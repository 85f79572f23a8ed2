use super::*;
use crate::state::{ChatStatus, MessageKind, SenderType, test_helpers};

#[tokio::test]
async fn messages_come_back_in_call_order() {
    let state = test_helpers::test_app_state();
    let chat_id = test_helpers::seed_chat(&state, "u1").await;

    let mut sent = Vec::new();
    for i in 0..20 {
        let new_message = if i % 3 == 0 {
            test_helpers::admin_text(chat_id, "admin_1", &format!("a{i}"))
        } else {
            test_helpers::user_text(chat_id, "u1", &format!("u{i}"))
        };
        let (message, _) = add_message(&state, new_message).await.unwrap();
        sent.push(message.id);
    }

    let stored: Vec<Uuid> = get_chat_messages(&state, chat_id)
        .await
        .iter()
        .map(|m| m.id)
        .collect();
    assert_eq!(stored, sent);
}

#[tokio::test]
async fn timestamps_never_decrease() {
    let state = test_helpers::test_app_state();
    let chat_id = test_helpers::seed_chat(&state, "u1").await;
    for i in 0..10 {
        add_message(&state, test_helpers::user_text(chat_id, "u1", &i.to_string()))
            .await
            .unwrap();
    }
    let messages = get_chat_messages(&state, chat_id).await;
    assert!(messages.windows(2).all(|w| w[0].timestamp <= w[1].timestamp));
}

#[tokio::test]
async fn unknown_chat_has_no_messages() {
    let state = test_helpers::test_app_state();
    assert!(get_chat_messages(&state, Uuid::new_v4()).await.is_empty());
}

#[tokio::test]
async fn add_message_to_unknown_chat_fails() {
    let state = test_helpers::test_app_state();
    let chat_id = Uuid::new_v4();
    let err = add_message(&state, test_helpers::user_text(chat_id, "u1", "hi"))
        .await
        .unwrap_err();
    assert_eq!(err, ChatError::NotFound(chat_id));
    assert!(get_chat_messages(&state, chat_id).await.is_empty());
}

#[tokio::test]
async fn blank_text_is_rejected_but_attachments_are_not() {
    let state = test_helpers::test_app_state();
    let chat_id = test_helpers::seed_chat(&state, "u1").await;

    let err = add_message(&state, test_helpers::user_text(chat_id, "u1", "   "))
        .await
        .unwrap_err();
    assert_eq!(err, ChatError::EmptyMessage);

    let mut file = test_helpers::user_text(chat_id, "u1", "");
    file.kind = MessageKind::File;
    file.file_url = Some("https://cdn.example.com/invoice.pdf".into());
    file.file_name = Some("invoice.pdf".into());
    let (message, _) = add_message(&state, file).await.unwrap();
    assert_eq!(message.kind, MessageKind::File);
    assert_eq!(message.file_name.as_deref(), Some("invoice.pdf"));
}

#[tokio::test]
async fn only_recipient_counter_increments() {
    let state = test_helpers::test_app_state();
    let chat_id = test_helpers::seed_chat(&state, "u1").await;

    let (_, chat) = add_message(&state, test_helpers::user_text(chat_id, "u1", "hi"))
        .await
        .unwrap();
    assert_eq!((chat.unread_count, chat.user_unread_count), (1, 0));

    let (_, chat) = add_message(&state, test_helpers::user_text(chat_id, "u1", "anyone?"))
        .await
        .unwrap();
    assert_eq!((chat.unread_count, chat.user_unread_count), (2, 0));

    let (_, chat) = add_message(&state, test_helpers::admin_text(chat_id, "admin_1", "hello"))
        .await
        .unwrap();
    assert_eq!((chat.unread_count, chat.user_unread_count), (2, 1));
}

#[tokio::test]
async fn chat_record_tracks_last_message() {
    let state = test_helpers::test_app_state();
    let chat_id = test_helpers::seed_chat(&state, "u1").await;
    let (first, _) = add_message(&state, test_helpers::user_text(chat_id, "u1", "first"))
        .await
        .unwrap();
    let (second, chat) = add_message(&state, test_helpers::user_text(chat_id, "u1", "second"))
        .await
        .unwrap();

    assert_ne!(first.id, second.id);
    assert_eq!(chat.last_message.as_ref().map(|m| m.id), Some(second.id));
    assert_eq!(chat.updated_at, second.timestamp);
    assert_eq!(second.status, MessageStatus::Sent);
}

#[tokio::test]
async fn first_admin_reply_activates_waiting_chat() {
    let state = test_helpers::test_app_state();
    let chat_id = test_helpers::seed_chat(&state, "u1").await;

    let (_, chat) = add_message(&state, test_helpers::user_text(chat_id, "u1", "hi"))
        .await
        .unwrap();
    assert_eq!(chat.status, ChatStatus::Waiting);

    let (_, chat) = add_message(&state, test_helpers::admin_text(chat_id, "admin_1", "hello"))
        .await
        .unwrap();
    assert_eq!(chat.status, ChatStatus::Active);
}

#[tokio::test]
async fn admin_reply_does_not_reopen_closed_chat() {
    let state = test_helpers::test_app_state();
    let chat_id = test_helpers::seed_chat(&state, "u1").await;
    state
        .store
        .write()
        .await
        .chats
        .get_mut(&chat_id)
        .unwrap()
        .status = ChatStatus::Closed;

    let (_, chat) = add_message(&state, test_helpers::admin_text(chat_id, "admin_1", "follow-up"))
        .await
        .unwrap();
    assert_eq!(chat.status, ChatStatus::Closed);
}

#[tokio::test]
async fn add_message_tracks_analytics_event() {
    let state = test_helpers::test_app_state();
    let chat_id = test_helpers::seed_chat(&state, "u1").await;
    add_message(&state, test_helpers::user_text(chat_id, "u1", "hi"))
        .await
        .unwrap();

    let events = state.analytics.flush();
    assert_eq!(events.len(), 1);
    assert_eq!(
        events[0].event,
        AnalyticsEvent::MessageSent { chat_id, sender_type: SenderType::User }
    );
}

#[test]
fn validate_needs_content_or_attachment() {
    let chat_id = Uuid::new_v4();
    assert!(matches!(
        validate(&test_helpers::user_text(chat_id, "u1", " \n")),
        Err(ChatError::EmptyMessage)
    ));
    assert!(validate(&test_helpers::user_text(chat_id, "u1", "hi")).is_ok());

    let attachment = NewMessage {
        file_url: Some("https://cdn.example.com/a.png".into()),
        kind: MessageKind::Image,
        ..test_helpers::user_text(chat_id, "u1", "")
    };
    assert!(validate(&attachment).is_ok());
}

= Exercise goal =
Mind each word and retype the entire listing above.

= Answer box =
repository 85f79572f23a8ed2
use super::*;
use crate::state::{ChatStatus, MessageKind, SenderType, test_helpers};

#[tokio::test]
async fn messages_come_back_in_call_order() {
    let state = test_helpers::test_app_state();
    let chat_id = test_helpers::seed_chat(&state, "u1").await;

    let mut sent = Vec::new();
    for i in 0..20 {
        let new_message = if i % 3 == 0 {
            test_helpers::admin_text(chat_id, "admin_1", &format!("a{i}"))
        } else {
            test_helpers::user_text(chat_id, "u1", &format!("u{i}"))
        };
        let (message, _) = add_message(&state, new_message).await.unwrap();
        sent.push(message.id);
    }

    let stored: Vec<Uuid> = get_chat_messages(&state, chat_id)
        .await
        .iter()
        .map(|m| m.id)
        .collect();
    assert_eq!(stored, sent);
}

#[tokio::test]
async fn timestamps_never_decrease() {
    let state = test_helpers::test_app_state();
    let chat_id = test_helpers::seed_chat(&state, "u1").await;
    for i in 0..10 {
        add_message(&state, test_helpers::user_text(chat_id, "u1", &i.to_string()))
            .await
            .unwrap();
    }
    let messages = get_chat_messages(&state, chat_id).await;
    assert!(messages.windows(2).all(|w| w[0].timestamp <= w[1].timestamp));
}

#[tokio::test]
async fn unknown_chat_has_no_messages() {
    let state = test_helpers::test_app_state();
    assert!(get_chat_messages(&state, Uuid::new_v4()).await.is_empty());
}

#[tokio::test]
async fn add_message_to_unknown_chat_fails() {
    let state = test_helpers::test_app_state();
    let chat_id = Uuid::new_v4();
    let err = add_message(&state, test_helpers::user_text(chat_id, "u1", "hi"))
        .await
        .unwrap_err();
    assert_eq!(err, ChatError::NotFound(chat_id));
    assert!(get_chat_messages(&state, chat_id).await.is_empty());
}

#[tokio::test]
async fn blank_text_is_rejected_but_attachments_are_not() {
    let state = test_helpers::test_app_state();
    let chat_id = test_helpers::seed_chat(&state, "u1").await;

    let err = add_message(&state, test_helpers::user_text(chat_id, "u1", "   "))
        .await
        .unwrap_err();
    assert_eq!(err, ChatError::EmptyMessage);

    let mut file = test_helpers::user_text(chat_id, "u1", "");
    file.kind = MessageKind::File;
    file.file_url = Some("https://cdn.example.com/invoice.pdf".into());
    file.file_name = Some("invoice.pdf".into());
    let (message, _) = add_message(&state, file).await.unwrap();
    assert_eq!(message.kind, MessageKind::File);
    assert_eq!(message.file_name.as_deref(), Some("invoice.pdf"));
}

#[tokio::test]
async fn only_recipient_counter_increments() {
    let state = test_helpers::test_app_state();
    let chat_id = test_helpers::seed_chat(&state, "u1").await;

    let (_, chat) = add_message(&state, test_helpers::user_text(chat_id, "u1", "hi"))
        .await
        .unwrap();
    assert_eq!((chat.unread_count, chat.user_unread_count), (1, 0));

    let (_, chat) = add_message(&state, test_helpers::user_text(chat_id, "u1", "anyone?"))
        .await
        .unwrap();
    assert_eq!((chat.unread_count, chat.user_unread_count), (2, 0));

    let (_, chat) = add_message(&state, test_helpers::admin_text(chat_id, "admin_1", "hello"))
        .await
        .unwrap();
    assert_eq!((chat.unread_count, chat.user_unread_count), (2, 1));
}

#[tokio::test]
async fn chat_record_tracks_last_message() {
    let state = test_helpers::test_app_state();
    let chat_id = test_helpers::seed_chat(&state, "u1").await;
    let (first, _) = add_message(&state, test_helpers::user_text(chat_id, "u1", "first"))
        .await
        .unwrap();
    let (second, chat) = add_message(&state, test_helpers::user_text(chat_id, "u1", "second"))
        .await
        .unwrap();

    assert_ne!(first.id, second.id);
    assert_eq!(chat.last_message.as_ref().map(|m| m.id), Some(second.id));
    assert_eq!(chat.updated_at, second.timestamp);
    assert_eq!(second.status, MessageStatus::Sent);
}

#[tokio::test]
async fn first_admin_reply_activates_waiting_chat() {
    let state = test_helpers::test_app_state();
    let chat_id = test_helpers::seed_chat(&state, "u1").await;

    let (_, chat) = add_message(&state, test_helpers::user_text(chat_id, "u1", "hi"))
        .await
        .unwrap();
    assert_eq!(chat.status, ChatStatus::Waiting);

    let (_, chat) = add_message(&state, test_helpers::admin_text(chat_id, "admin_1", "hello"))
        .await
        .unwrap();
    assert_eq!(chat.status, ChatStatus::Active);
}

#[tokio::test]
async fn admin_reply_does_not_reopen_closed_chat() {
    let state = test_helpers::test_app_state();
    let chat_id = test_helpers::seed_chat(&state, "u1").await;
    state
        .store
        .write()
        .await
        .chats
        .get_mut(&chat_id)
        .unwrap()
        .status = ChatStatus::Closed;

    let (_, chat) = add_message(&state, test_helpers::admin_text(chat_id, "admin_1", "follow-up"))
        .await
        .unwrap();
    assert_eq!(chat.status, ChatStatus::Closed);
}

#[tokio::test]
async fn add_message_tracks_analytics_event() {
    let state = test_helpers::test_app_state();
    let chat_id = test_helpers::seed_chat(&state, "u1").await;
    add_message(&state, test_helpers::user_text(chat_id, "u1", "hi"))
        .await
        .unwrap();

    let events = state.analytics.flush();
    assert_eq!(events.len(), 1);
    assert_eq!(
        events[0].event,
        AnalyticsEvent::MessageSent { chat_id, sender_type: SenderType::User }
    );
}

#[test]
fn validate_needs_content_or_attachment() {
    let chat_id = Uuid::new_v4();
    assert!(matches!(
        validate(&test_helpers::user_text(chat_id, "u1", " \n")),
        Err(ChatError::EmptyMessage)
    ));
    assert!(validate(&test_helpers::user_text(chat_id, "u1", "hi")).is_ok());

    let attachment = NewMessage {
        file_url: Some("https://cdn.example.com/a.png".into()),
        kind: MessageKind::Image,
        ..test_helpers::user_text(chat_id, "u1", "")
    };
    assert!(validate(&attachment).is_ok());
}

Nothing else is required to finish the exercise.